USING LOW-FIELD ANISOTROPY OF MAGNETIC SUSCEPTIBILITY

Olivier Bolle, Jean-Marc Lambert and Hervé Diot

The low-field anisotropy of magnetic susceptibility (AMS) technique is a powerful tool, which allows rapid and easy fabric characterisation of weakly anisotropic rocks. It also gives access to several parameters, as e.g. the bulk magnetic susceptibility, which can be very useful in the rock mineralogical characterisation.

This technique has been applied to the Bjerkreim-Sokndal intrusion, as part of a structural study focusing on the massive acidic upper part of this intrusion and on the stratigraphically highest units of the underlying cumulate series. Systematic microscope examination of the AMS samples and considerations based on mineral intrinsic magnetic susceptibilities reveal magnetic mineralogy and anisotropy controlled by magnetite. Macro- to micro-scale petrofabrics and magnetic fabrics indicate that the acidic rocks and the cumulate series have been affected by a gravity-induced subsidence, probably coeval with the diapiric emplacement final stage of the neighbouring anorthosite plutons. This model is mainly supported by the structural pattern, which reveals a convergent flow towards a central trough where lineations are sub-vertical.

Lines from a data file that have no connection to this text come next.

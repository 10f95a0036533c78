//! Common error types for swarm components.

use thiserror::Error;

/// Common errors that can occur across swarm components
#[derive(Error, Debug)]
pub enum CommonError {
    /// Invalid configuration
    #[error("Configuration error: {0}")]
    Configuration(String),

    /// Logging or tracing setup failed
    #[error("Observability error: {0}")]
    Observability(String),
}

/// Result type alias using `CommonError`
pub type Result<T> = std::result::Result<T, CommonError>;
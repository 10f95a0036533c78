//! Common configuration types for swarm components.

use crate::error::{CommonError, Result};
use serde::{Deserialize, Serialize};
use std::collections::HashMap;
use std::env;

/// Default log level when `LOG_LEVEL` is unset.
pub const DEFAULT_LOG_LEVEL: &str = "info";

/// Observability configuration
#[derive(Debug, Clone, PartialEq, Eq, Serialize, Deserialize)]
pub struct ObservabilityConfig {
    /// Log level or filter directive (trace, debug, info, warn, error)
    pub log_level: String,
    /// Enable JSON-formatted logs
    pub json_logs: bool,
}

impl Default for ObservabilityConfig {
    fn default() -> Self {
        Self {
            log_level: DEFAULT_LOG_LEVEL.to_string(),
            json_logs: false,
        }
    }
}

impl ObservabilityConfig {
    /// Load configuration from environment variables.
    pub fn from_env() -> Result<Self> {
        Self::from_vars(&env::vars().collect())
    }

    /// Load configuration from a HashMap (for testing).
    pub fn from_vars(vars: &HashMap<String, String>) -> Result<Self> {
        let log_level = vars
            .get("LOG_LEVEL")
            .cloned()
            .unwrap_or_else(|| DEFAULT_LOG_LEVEL.to_string());

        if log_level.trim().is_empty() {
            return Err(CommonError::Configuration(
                "LOG_LEVEL must not be empty".to_string(),
            ));
        }

        let json_logs = match vars.get("LOG_JSON") {
            Some(value) => parse_bool(value).ok_or_else(|| {
                CommonError::Configuration(format!(
                    "LOG_JSON must be a boolean (true/false/1/0/yes/no), got '{}'",
                    value
                ))
            })?,
            None => false,
        };

        Ok(Self {
            log_level,
            json_logs,
        })
    }
}

/// Parse a boolean flag as accepted in environment variables.
///
/// Accepts `true/false`, `1/0` and `yes/no`, case-insensitively.
#[must_use]
pub fn parse_bool(value: &str) -> Option<bool> {
    match value.trim().to_ascii_lowercase().as_str() {
        "true" | "1" | "yes" => Some(true),
        "false" | "0" | "no" => Some(false),
        _ => None,
    }
}
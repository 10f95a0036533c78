//! Swarm connection telemetry.
//!
//! Records connection lifecycle events as tagged counters and
//! distributions through the `metrics` facade.
//!
//! # Usage
//!
//! ```rust,ignore
//! let registry = Arc::new(ViewRegistry::new()?);
//! let _handle = registry.init_metrics_recorder()?;
//! let metrics = ConnectionMetrics::new(registry);
//!
//! metrics.record_handshake_latency(handshake_elapsed, &state);
//! let tracker = ConnectionTracker::open(metrics.clone(), Direction::Outbound, state);
//! // ...
//! tracker.close();
//! ```

#![warn(clippy::pedantic)]

pub mod errors;
pub mod observability;

pub use errors::MetricsError;
pub use observability::{ConnectionMetrics, ConnectionTracker, ViewRegistry};
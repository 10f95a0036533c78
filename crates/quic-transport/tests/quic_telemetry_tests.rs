//! QUIC connection telemetry integration tests.
//!
//! Builds a `QuicTransport` from options (and from environment variables)
//! and checks what an established QUIC connection records.

#![allow(clippy::unwrap_used, clippy::expect_used)]

use std::collections::HashMap;
use std::sync::Arc;
use std::time::Duration;

use common::types::Direction;
use quic_transport::{with_metrics, QuicTransport, QuicVersion, TransportConfig};
use swarm::{ConnectionMetrics, ViewRegistry};
use swarm_test_utils::capture;

fn connection_metrics() -> ConnectionMetrics {
    ConnectionMetrics::new(Arc::new(ViewRegistry::new().unwrap()))
}

#[test]
fn test_inbound_quic_connection_records_two_labels() {
    let transport = QuicTransport::new(&[with_metrics()], Some(connection_metrics())).unwrap();

    let recorded = capture(|| {
        let tracker = transport
            .on_handshake_complete(Direction::Inbound, QuicVersion::Draft29, Duration::from_millis(7))
            .unwrap();
        tracker.close();
    });

    let labels = &[("direction", "inbound"), ("transport", "quic")];
    assert_eq!(recorded.counter("swarm/connections_opened", labels), Some(1));
    assert_eq!(recorded.counter("swarm/connections_closed", labels), Some(1));
    assert_eq!(
        recorded
            .histogram("swarm/connection_duration", labels)
            .map(|v| v.len()),
        Some(1)
    );
    assert_eq!(
        recorded.histogram("swarm/handshake_latency", &[("transport", "quic")]),
        Some(vec![7.0])
    );
}

#[test]
fn test_disabled_metrics_record_nothing() {
    let transport = QuicTransport::new(&[], Some(connection_metrics())).unwrap();

    let recorded = capture(|| {
        let tracker = transport.on_handshake_complete(
            Direction::Outbound,
            QuicVersion::V1,
            Duration::from_millis(3),
        );
        assert!(tracker.is_none());
    });

    assert!(recorded.series().is_empty());
}

#[test]
fn test_transport_from_env_style_vars() {
    let vars = HashMap::from([
        ("QUIC_METRICS_ENABLED".to_string(), "yes".to_string()),
        ("QUIC_DISABLE_DRAFT29".to_string(), "true".to_string()),
    ]);
    let options = TransportConfig::options_from_vars(&vars).unwrap();
    let transport = QuicTransport::new(&options, Some(connection_metrics())).unwrap();

    assert!(transport.metrics_enabled());
    assert_eq!(
        transport.config().supported_versions(),
        vec![QuicVersion::V1]
    );

    let recorded = capture(|| {
        drop(transport.on_handshake_complete(
            Direction::Outbound,
            QuicVersion::V1,
            Duration::from_millis(12),
        ));
    });

    assert_eq!(
        recorded.counter(
            "swarm/connections_opened",
            &[("direction", "outbound"), ("transport", "quic-v1")]
        ),
        Some(1)
    );
    assert_eq!(recorded.counter_total("swarm/connections_closed"), 1);
}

In the prolongation of these successful results obtained on the Bjerkreim-Sokndal intrusion, another structural study using the AMS is in progress on the Tellnes ore deposit. Preliminary results of this study indicate that magnetic fabric and petrofabric have similar orientation and result from (sub-)magmatic flow, during the emplacement of the orebody in a dextral-opening weakness zone developed in the Åna-Sira anorthosite. The mean direction of this flow is given by the average magnetic lineation measured inside the orebody (160° SE 20°). The bulk susceptibility magnitude values indicate a dominant ferrimagnetic behaviour and cover a large range, from 3.1 to 84.3 mSI, in probable relation with variation in the magnetite content of the Ti-ore.

The AMS technique can be used to investigate both the internal structure and mineralogy of other magmatic units of the Rogaland anorthosite province, especially ilmenite deposits. It is also worth mentioning that an AMS study of biotite-hornblende post-collisional granitoid plutons associated with the Mandal-Ustaoset Line (MUL), several tens of km to the east of the Rogaland anorthosite province, is presently in progress. Even if these granitoids and the anorthosites are not spatially related, both emplaced at the same time period and their genesis and emplacement appear to have been controlled by major lithospheric weakness zones. The structural study of the MUL granitoids could therefore bring important additional constraints on the understanding of the genesis and the emplacement mechanisms of the Rogaland anorthosite province and associated ore deposits.